Воцарилось молчание.
— Что это за «жертвы, которые приносят Одне»?
— Знаете, господин священник, лучше нам об этом не говорить.
— Почему?
— Видите ли… вот вы сами справедливо заметили насчет песен: сегодня ночью лучше беседовать о святых вещах. — Касс, местный кузнец, говорил с достоинством, лишь изредка приподнимая веки над потупленными глазами, чтобы определить местонахождение собеседника, зато его сосед, молодой парень с болячками вокруг глаз, прошептал встревоженно:
— У Кургана есть уши. Курган все слышит…
Вновь повисло молчание.
Фрейга повернулся и тихо сказал, глядя прямо в глаза священнику:
— Горцы приносят жертвы Одне на камнях у подножия курганов. Что внутри курганов, не знает никто.
— Бедные язычники, бедные невежественные люди, — прошептал горестно старый отец Игиус.
— У нас в часовне алтарь из камня с Кургана, — сказал вдруг мальчик Гилберт.
— Что?
— Заткнись-ка, парень, — кратко приказал Гилберту кузнец. — Он хочет сказать, господин мой, что для алтаря мы взяли камень из кучи, что рядом с нашим Курганом. Большую мраморную глыбу. Отец Игиус, понятное дело, освятил ее, так что она теперь безвредна.
— А какой отличный алтарь получился… — улыбаясь, закивал отец Игиус, однако договорить не успел: сверху снова донесся вой. Старый священник опустил голову и забормотал молитвы.
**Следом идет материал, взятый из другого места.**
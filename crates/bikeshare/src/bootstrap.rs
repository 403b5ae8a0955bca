use tracing_subscriber::{fmt, prelude::*, EnvFilter};

// ── Logging bootstrap ──────────────────────────────────────────────────────────

/// Map a configured level name onto an [`EnvFilter`] directive.
///
/// Unknown names are passed through so that full directives such as
/// `bikeshare_data=debug` still work.
pub fn level_directive(log_level: &str) -> String {
    match log_level.to_uppercase().as_str() {
        "DEBUG" => "debug".to_string(),
        "INFO" => "info".to_string(),
        "WARNING" | "WARN" => "warn".to_string(),
        "ERROR" => "error".to_string(),
        _ => log_level.to_string(),
    }
}

/// Initialise the global `tracing` subscriber.
///
/// Logs go to stderr so stdout carries only the console dialogue. Falls back
/// to `"warn"` if the directive cannot be parsed.
pub fn setup_logging(log_level: &str) -> anyhow::Result<()> {
    let filter =
        EnvFilter::try_new(level_directive(log_level)).unwrap_or_else(|_| EnvFilter::new("warn"));

    let layer = fmt::layer()
        .with_writer(std::io::stderr)
        .with_target(false)
        .with_thread_ids(false);

    tracing_subscriber::registry()
        .with(filter)
        .with(layer)
        .try_init()?;

    Ok(())
}

// ── Tests ──────────────────────────────────────────────────────────────────────
//! Raw trip rows rendered as an aligned text table.
//!
//! Columns are padded by terminal display width rather than byte length so
//! that station names with accented or wide characters stay aligned.

use bikeshare_core::models::{Schema, TripRecord};
use unicode_width::UnicodeWidthStr;

/// Placeholder for a blank cell.
const MISSING: &str = "-";

#[derive(Clone, Copy, PartialEq, Eq)]
enum Align {
    Left,
    Right,
}

struct Column {
    header: &'static str,
    align: Align,
    cell: fn(&TripRecord) -> String,
}

fn columns(schema: Schema) -> Vec<Column> {
    let mut cols = vec![
        Column {
            header: "",
            align: Align::Right,
            cell: |t| t.position.to_string(),
        },
        Column {
            header: "Start Time",
            align: Align::Left,
            cell: |t| t.start_time.format("%Y-%m-%d %H:%M:%S").to_string(),
        },
        Column {
            header: "End Time",
            align: Align::Left,
            cell: |t| t.end_time.clone(),
        },
        Column {
            header: "Trip Duration",
            align: Align::Right,
            cell: |t| {
                t.trip_duration
                    .map(|d| d.to_string())
                    .unwrap_or_else(|| MISSING.to_string())
            },
        },
        Column {
            header: "Start Station",
            align: Align::Left,
            cell: |t| t.start_station.clone().unwrap_or_else(|| MISSING.to_string()),
        },
        Column {
            header: "End Station",
            align: Align::Left,
            cell: |t| t.end_station.clone().unwrap_or_else(|| MISSING.to_string()),
        },
        Column {
            header: "User Type",
            align: Align::Left,
            cell: |t| t.user_type.clone().unwrap_or_else(|| MISSING.to_string()),
        },
    ];
    if schema.has_gender {
        cols.push(Column {
            header: "Gender",
            align: Align::Left,
            cell: |t| t.gender.clone().unwrap_or_else(|| MISSING.to_string()),
        });
    }
    if schema.has_birth_year {
        cols.push(Column {
            header: "Birth Year",
            align: Align::Right,
            cell: |t| {
                t.birth_year
                    .map(|y| y.to_string())
                    .unwrap_or_else(|| MISSING.to_string())
            },
        });
    }
    cols
}

fn pad(text: &str, width: usize, align: Align) -> String {
    let fill = " ".repeat(width.saturating_sub(text.width()));
    match align {
        Align::Left => format!("{}{}", text, fill),
        Align::Right => format!("{}{}", fill, text),
    }
}

/// Render `rows` with a header line. Optional columns appear only when the
/// schema carries them. Each line ends with `\n`; trailing padding is trimmed.
pub fn render_rows(rows: &[TripRecord], schema: Schema) -> String {
    let cols = columns(schema);
    let cells: Vec<Vec<String>> = rows
        .iter()
        .map(|row| cols.iter().map(|c| (c.cell)(row)).collect())
        .collect();

    let widths: Vec<usize> = cols
        .iter()
        .enumerate()
        .map(|(i, c)| {
            cells
                .iter()
                .map(|r| r[i].width())
                .chain(std::iter::once(c.header.width()))
                .max()
                .unwrap_or(0)
        })
        .collect();

    let mut out = String::new();
    let header: Vec<String> = cols
        .iter()
        .zip(&widths)
        .map(|(c, &w)| pad(c.header, w, c.align))
        .collect();
    out.push_str(header.join("  ").trim_end());
    out.push('\n');

    for row in &cells {
        let line: Vec<String> = row
            .iter()
            .zip(cols.iter().zip(&widths))
            .map(|(text, (c, &w))| pad(text, w, c.align))
            .collect();
        out.push_str(line.join("  ").trim_end());
        out.push('\n');
    }
    out
}
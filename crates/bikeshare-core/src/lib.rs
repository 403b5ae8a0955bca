//! Shared domain types for the bikeshare explorer.
//!
//! Cities, month/day filters, trip records, the error type, command-line
//! settings and the small formatting helpers used by the report views.

pub mod error;
pub mod formatting;
pub mod models;
pub mod settings;
pub mod time_utils;

pub use error::{BikeshareError, Result};
//! Frequency counting and mode selection over a column of values.
//!
//! Counts are kept in first-seen order so that ties resolve the same way on
//! every run: among values sharing the highest count, the one that appeared
//! first in row order wins.

use std::hash::Hash;

use indexmap::IndexMap;

/// Occurrence counts for a column, in first-seen order.
#[derive(Debug, Clone)]
pub struct ValueCounts<T: Hash + Eq> {
    counts: IndexMap<T, usize>,
    total: usize,
}

impl<T: Hash + Eq> ValueCounts<T> {
    /// Count every value yielded by `values`.
    pub fn from_values<I: IntoIterator<Item = T>>(values: I) -> Self {
        let mut counts: IndexMap<T, usize> = IndexMap::new();
        let mut total = 0usize;
        for value in values {
            *counts.entry(value).or_insert(0) += 1;
            total += 1;
        }
        Self { counts, total }
    }

    /// Number of values counted (not distinct values).
    pub fn total(&self) -> usize {
        self.total
    }

    pub fn is_empty(&self) -> bool {
        self.total == 0
    }

    /// The most frequent value and its count. `None` when nothing was counted.
    pub fn into_mode(self) -> Option<(T, usize)> {
        let mut best: Option<(T, usize)> = None;
        for (value, count) in self.counts {
            // Strictly greater: an equal count never displaces an earlier value.
            if best.as_ref().map_or(true, |(_, top)| count > *top) {
                best = Some((value, count));
            }
        }
        best
    }

    /// All `(value, count)` pairs, most frequent first; ties keep first-seen
    /// order.
    pub fn into_sorted(self) -> Vec<(T, usize)> {
        let mut pairs: Vec<(T, usize)> = self.counts.into_iter().collect();
        // `sort_by` is stable, so first-seen order survives among equal counts.
        pairs.sort_by(|a, b| b.1.cmp(&a.1));
        pairs
    }
}

#[cfg(test)]
mod tests {
    use super::*;

    #[test]
    fn test_counts_and_totals() {
        let counts = ValueCounts::from_values(["a", "b", "a", "c", "a"]);
        assert_eq!(counts.total(), 5);
        assert!(!counts.is_empty());
        assert_eq!(
            counts.into_sorted(),
            vec![("a", 3), ("b", 1), ("c", 1)]
        );
    }

    #[test]
    fn test_mode_picks_highest_count() {
        let counts = ValueCounts::from_values([3, 1, 3, 2, 2, 3]);
        assert_eq!(counts.into_mode(), Some((3, 3)));
    }

    #[test]
    fn test_mode_tie_goes_to_first_seen_value() {
        // "b" reaches two occurrences first, but "a" was seen first.
        let counts = ValueCounts::from_values(["a", "b", "b", "a"]);
        assert_eq!(counts.into_mode(), Some(("a", 2)));
    }

    #[test]
    fn test_mode_of_nothing_is_none() {
        let counts: ValueCounts<u32> = ValueCounts::from_values(Vec::new());
        assert!(counts.is_empty());
        assert_eq!(counts.into_mode(), None);
    }

    #[test]
    fn test_mode_is_deterministic() {
        let values = vec!["x", "y", "z", "y", "x", "z"];
        let first = ValueCounts::from_values(values.clone()).into_mode();
        let second = ValueCounts::from_values(values).into_mode();
        assert_eq!(first, second);
        assert_eq!(first, Some(("x", 2)));
    }

    #[test]
    fn test_into_sorted_orders_by_count_then_first_seen() {
        let counts = ValueCounts::from_values([
            "Customer",
            "Dependent",
            "Subscriber",
            "Subscriber",
            "Customer",
        ]);
        assert_eq!(
            counts.into_sorted(),
            vec![("Customer", 2), ("Subscriber", 2), ("Dependent", 1)]
        );
    }
}
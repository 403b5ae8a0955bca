//! The interactive session loop.
//!
//! [`App`] owns the dataset loader and the console. Each iteration collects
//! a filter selection, loads the matching trips, prints the four statistics
//! reports, pages through the raw rows and finally asks whether to start
//! over.

use std::io::{self, BufRead, Write};

use bikeshare_core::error::{BikeshareError, Result};
use bikeshare_core::models::FilteredTable;
use bikeshare_data::reader::DatasetLoader;
use bikeshare_data::reporters::{station_stats, time_stats, trip_duration_stats, user_stats};
use tracing::{error, info, warn};

use crate::console::Console;
use crate::input::collect_filters;
use crate::paginator::paginate;
use crate::report_view::{
    write_duration_stats, write_station_stats, write_table_summary, write_time_stats,
    write_user_stats,
};

pub const RESTART_PROMPT: &str = "\nWould you like to restart? Enter yes or no.\n";

pub struct App<R, W> {
    loader: DatasetLoader,
    console: Console<R, W>,
}

impl<R: BufRead, W: Write> App<R, W> {
    pub fn new(loader: DatasetLoader, console: Console<R, W>) -> Self {
        Self { loader, console }
    }

    /// Run iterations until the user declines to restart.
    ///
    /// A closed input stream ends the session normally. Any other console
    /// failure is returned to the caller.
    pub fn run(&mut self) -> Result<()> {
        info!("Session started");
        match self.session() {
            Err(BikeshareError::InputClosed) => {
                info!("Console input closed; ending session");
                Ok(())
            }
            other => other,
        }
    }

    /// Give back the console, e.g. to inspect captured output in tests.
    pub fn into_console(self) -> Console<R, W> {
        self.console
    }

    fn session(&mut self) -> Result<()> {
        let mut iteration = 1usize;
        loop {
            self.iteration()?;
            if !self.console.confirm(RESTART_PROMPT)? {
                info!("Session finished after {} iteration(s)", iteration);
                return Ok(());
            }
            iteration += 1;
            info!("Restarting session (iteration {})", iteration);
        }
    }

    fn iteration(&mut self) -> Result<()> {
        let selection = collect_filters(&mut self.console)?;

        let table = match self.loader.load_selection(&selection) {
            Ok(table) => table,
            Err(e) => {
                // Load failures skip straight to the restart prompt.
                error!("Failed to load {}: {}", selection.city, e);
                self.console.say(&e.to_string())?;
                return Ok(());
            }
        };

        self.report(&table)?;
        paginate(&mut self.console, &table)?;
        Ok(())
    }

    fn report(&mut self, table: &FilteredTable) -> Result<()> {
        let out = self.console.output();
        write_table_summary(out, table)?;

        render_report(out, "time", |o| write_time_stats(o, &time_stats(table)));
        render_report(out, "station", |o| {
            write_station_stats(o, &station_stats(table))
        });
        render_report(out, "trip duration", |o| {
            write_duration_stats(o, &trip_duration_stats(table))
        });
        render_report(out, "user", |o| write_user_stats(o, &user_stats(table)));

        out.flush()?;
        Ok(())
    }
}

/// Write one report, logging instead of propagating a failure so the
/// remaining reports still run.
fn render_report<W: Write>(
    out: &mut W,
    name: &str,
    render: impl FnOnce(&mut W) -> io::Result<()>,
) {
    if let Err(e) = render(out) {
        warn!("Failed to write {} report: {}", name, e);
    }
}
— И вы тоже молитесь, святой отец, — сказал Фрейга, глядя на чужеземца в упор. Тот кивнул и начал тихонько молиться, искоса поглядывая на Фрейгу.
Сохранить в огромном замке тепло было почти невозможно; люди могли хоть как-то согреться лишь у самого очага, так что рассвет застал почти всех собравшихся на прежних местах: отец Игиус спал, свернувшись калачиком, словно камышовая соня; иноземный священник грузно осел на теплой скамье у камина, сцепив пальцы на животе, Фрейга вытянулся на спине, словно воин, павший на поле брани. Вокруг храпели и вздрагивали во сне его люди; их руки застыли в невольных незавершенных жестах. Он проснулся первым. Перешагнув через тела спящих, он по каменной лестнице поднялся на верхний этаж, где его встретила Ранни, повивальная бабка. На груде овечьих шкур спали вповалку несколько девушек и собак.
— Еще нет, граф.
— Но уже двое суток…
— Что ж, ей, бедняжке, с самого начала тяжело пришлось, — с презрением глядя на него, сказала она, — вот и надо немного отдохнуть теперь, верно?
Фрейга резко повернулся и, тяжело ступая, стал спускаться по неровным ступеням. Презрительный ответ Ранни задел его. Женщины весь вчерашний день были чрезвычайно суровы и страшно заняты; никто из них не желал обращать на него внимание. Он был как бы вне происходившего. Словно остался за стенами замка, на морозе. Будто не имел для этих женщин значения. И ничем не мог помочь. Фрейга сел за дубовый стол, уронив голову на руки и стараясь думать о Галле, своей жене. Ей было семнадцать; они поженились десять месяцев назад. Он представил себе ее округлый белый живот. Потом попытался вспомнить ее лицо, но не сумел, лишь ощутил привкус бронзы на языке.